By Athena Staik, Ph.D.

MIRRORS Neil Krug via Compfight

As it turns out, social sciences and religions alike have been seriously wrong when it comes to labeling humans as inherently “bad,” “selfish” or “aggressive,” and so on, by nature or from birth. Similarly, scientific thought has mislead us at times into thinking that our instincts for survival have been the primary motivating force of nature, to include human nature.

(It begs the question: Is it coincidence that we’ve been simultaneously taught to think of love as fluffy, secondary or an optional add on to our nature?)

Conceivably, love is a primary evolutionary force. For humans, it is the primary reason to live, and the quest for meaning in life shapes most all of our behaviors, and not merely to survive.

More than likely, our physical instincts to survive are there to serve our higher ones.
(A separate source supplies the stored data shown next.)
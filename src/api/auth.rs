use axum::{
    async_trait,
    extract::{FromRequestParts, State},
    http::{header::AUTHORIZATION, request::Parts, HeaderMap},
    response::IntoResponse,
    Json,
};
use serde::Deserialize;
use serde_json::json;
use std::convert::Infallible;

use super::error::{ApiError, ApiResult};
use super::response::{success, success_message};
use super::AppState;
use crate::services::{AuthService, SessionContext};

/// `Authorization: Bearer <token>` 请求头（可缺省）
#[derive(Debug, Clone, Default, PartialEq)]
pub struct BearerToken(pub Option<String>);

impl BearerToken {
    /// A fresh context holding only this caller's token.
    pub fn context(&self) -> SessionContext {
        SessionContext::with_bearer(self.0.clone())
    }
}

fn bearer_token(headers: &HeaderMap) -> Option<String> {
    let value = headers.get(AUTHORIZATION)?.to_str().ok()?;
    let (scheme, token) = value.trim().split_once(' ')?;
    let token = token.trim();
    (scheme.eq_ignore_ascii_case("bearer") && !token.is_empty()).then(|| token.to_string())
}

#[async_trait]
impl<S> FromRequestParts<S> for BearerToken
where
    S: Send + Sync,
{
    type Rejection = Infallible;

    async fn from_request_parts(parts: &mut Parts, _state: &S) -> Result<Self, Self::Rejection> {
        Ok(Self(bearer_token(&parts.headers)))
    }
}

#[derive(Debug, Deserialize)]
pub struct CredentialsRequest {
    pub email: String,
    pub password: String,
}

#[derive(Debug, Deserialize)]
pub struct RecoverRequest {
    pub email: String,
}

#[derive(Debug, Deserialize)]
pub struct PasswordRequest {
    pub password: String,
}

fn auth_service(state: &AppState, token: &BearerToken) -> ApiResult<AuthService> {
    state
        .gateways
        .auth(&token.context())
        .ok_or_else(|| ApiError::Unavailable("Authentication is not configured".to_string()))
}

/// 注册
pub async fn sign_up(
    State(state): State<AppState>,
    token: BearerToken,
    Json(payload): Json<CredentialsRequest>,
) -> ApiResult<impl IntoResponse> {
    let session = auth_service(&state, &token)?
        .sign_up(&payload.email, &payload.password)
        .await?;

    // 需要邮件确认时后端不返回会话
    let confirmation_required = session.is_none();
    Ok(success(json!({
        "session": session,
        "confirmation_required": confirmation_required,
    })))
}

/// 登录：会话只返回给调用者，服务端不保存
pub async fn sign_in(
    State(state): State<AppState>,
    token: BearerToken,
    Json(payload): Json<CredentialsRequest>,
) -> ApiResult<impl IntoResponse> {
    let session = auth_service(&state, &token)?
        .sign_in(&payload.email, &payload.password)
        .await?;
    Ok(success(session))
}

pub async fn sign_out(
    State(state): State<AppState>,
    token: BearerToken,
) -> ApiResult<impl IntoResponse> {
    auth_service(&state, &token)?.sign_out().await?;
    Ok(success_message("Signed out"))
}

pub async fn recover(
    State(state): State<AppState>,
    token: BearerToken,
    Json(payload): Json<RecoverRequest>,
) -> ApiResult<impl IntoResponse> {
    auth_service(&state, &token)?.recover(&payload.email).await?;
    Ok(success_message("Recovery email sent"))
}

pub async fn update_password(
    State(state): State<AppState>,
    token: BearerToken,
    Json(payload): Json<PasswordRequest>,
) -> ApiResult<impl IntoResponse> {
    let user = auth_service(&state, &token)?
        .update_password(&payload.password)
        .await?;
    Ok(success(user))
}

/// 当前会话（向后端重新校验调用者的令牌）
pub async fn current_session(
    State(state): State<AppState>,
    token: BearerToken,
) -> ApiResult<impl IntoResponse> {
    let user = auth_service(&state, &token)?.current_user().await?;
    Ok(success(json!({ "user": user })))
}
A handful of psychological theorists, such as Alfred Adler and Abraham Maslow, had it right. They understood certain essential instincts revealed our social nature as human beings, such as our yearnings for belonging, acceptance, making contributions, etc., substantiated by recent findings in neuroscience.

The work of Dr. Marco Iacoboni, published in his most recent book, Mirroring People:  The New Science of How we Connect with Others invites us to look at human nature with new reverence and awe.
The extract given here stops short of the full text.